BTN: Are there any other ways you can reduce
costs for travel buyers?
Carisone: We are
trying to figure out a way that when you know you're going to be delayed, if
you can message us, we can then push your ride ahead 30 to 45 minutes. Our
average lead time in New York is about 20 minutes and anywhere outside of the
New York marketspace is anywhere up to about 60 minutes. So if you wanted to
push your ride by 60 minutes, push a button, that gives us an "edit your
ride" feature and we manage that.
BTN: Do you monitor
passengers' flights, as well?
Carisone: We
actually use flight tracking, so we will know your flight is either early or
late and adjust your pickup time accordingly. We have a standard wait time
policy. On domestic flights, your first 30 minutes is free. That usually gives
passengers enough time to get their bags and get out to the car without
incurring wait times. On international flights, it's an hour. A lot of times,
our corporate customers need to be able to take a shower or make phone calls
before they leave the airport, so they'll do a set-aside time for 45 minutes.
Let's say you're in a foreign country and you know it's going to take you
longer, so you can always add time to give you that breather space, and you
won't incur any wait time. We just need to be able to do better so when you're
coming out of a restaurant or leaving a business meeting, you don't have to
worry about incurring it on point-to-point pickups.
BTN: What about
making travel managers' lives easier? You expect to go live with Concur's
e-receipts platform this year. What else?
Carisone: We have
a corporate dashboard, which is a great selling feature, and we have specific
admin privileges that we've placed into the system to prevent any unauthorized
use or viewing of other customers within your account's data. If you are the
admin for the CEO, no one will be able to see where the CEO is or what the
CEO's accounts look like. These are the kind of privileges and gating we've put
into the system to allow travel managers to be able to see all of their
information but only travel arrangers to see specific information. With the
corporate dashboard being able to track your rides, pull your invoices and things like that, we've also added management
information features. On request, we can build you a full report based on customer
parameters, point-to-point parameters, etc. We'll show you where you're
spending your money. It will detail out whether you have a lot of stops,
whether there have been a lot of events or out-of-town travelers, whether there
are individuals who are not following policy.
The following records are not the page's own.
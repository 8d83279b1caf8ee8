//! Error types for the simulators

use std::path::PathBuf;

use thiserror::Error;

/// Errors that can occur while running a simulator
#[derive(Debug, Error)]
pub enum SimError {
    /// Failed to open the serial port
    #[error("failed to open port {port}: {source}")]
    PortOpen {
        port: String,
        #[source]
        source: tokio_serial::Error,
    },

    /// Failed to read or parse a configuration file
    #[error("invalid configuration {path}: {reason}")]
    Config { path: PathBuf, reason: String },

    /// I/O error on the serial stream
    #[error("I/O error: {0}")]
    Io(#[from] std::io::Error),
}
That's been extraordinarily
helpful and has helped to build relationships with our customers and grow our
business.
BTN: How is ridesharing
affecting GroundLink?
Carisone: Thirty
percent of our business is outside [New York], so we use a large
affiliate network that's all connected for ride-tracking capability as well as
messaging, so you know who your driver is. Because of that, we have grown
dramatically outside of the New York marketplace year over year, and we're up
again [so far] this year. GroundLink actually had the first mobile app,
probably, in New York. We launched on the BlackBerry in 2009 and on the iPhone
in 2011. We were definitely early adopters to the ride-now concept. We just
didn't do a good job of getting the investor backing to be a household name
right now.
BTN: What about Deem's
plans for an on-demand
mobile platform?
Carisone: The real challenge for our industry is that
there are several different platforms. The good thing about Uber is they've
been able to attract a lot of supply, which drives demand, and they can balance
out the demand/supply quotient because of their investor backing. For companies
like us that don’t have that luxury, in order to pull together and support one
another either when we're overbooked or underbooked, we need to communicate
across different platforms. We are building APIs to be able to do that so we
can connect to others and we can really help each other to deliver quality
service in an on-demand world. What Deem is trying to do is be a front end and
a back end, and that's probably much more difficult: to get established companies
to move off of their own platforms into a common platform.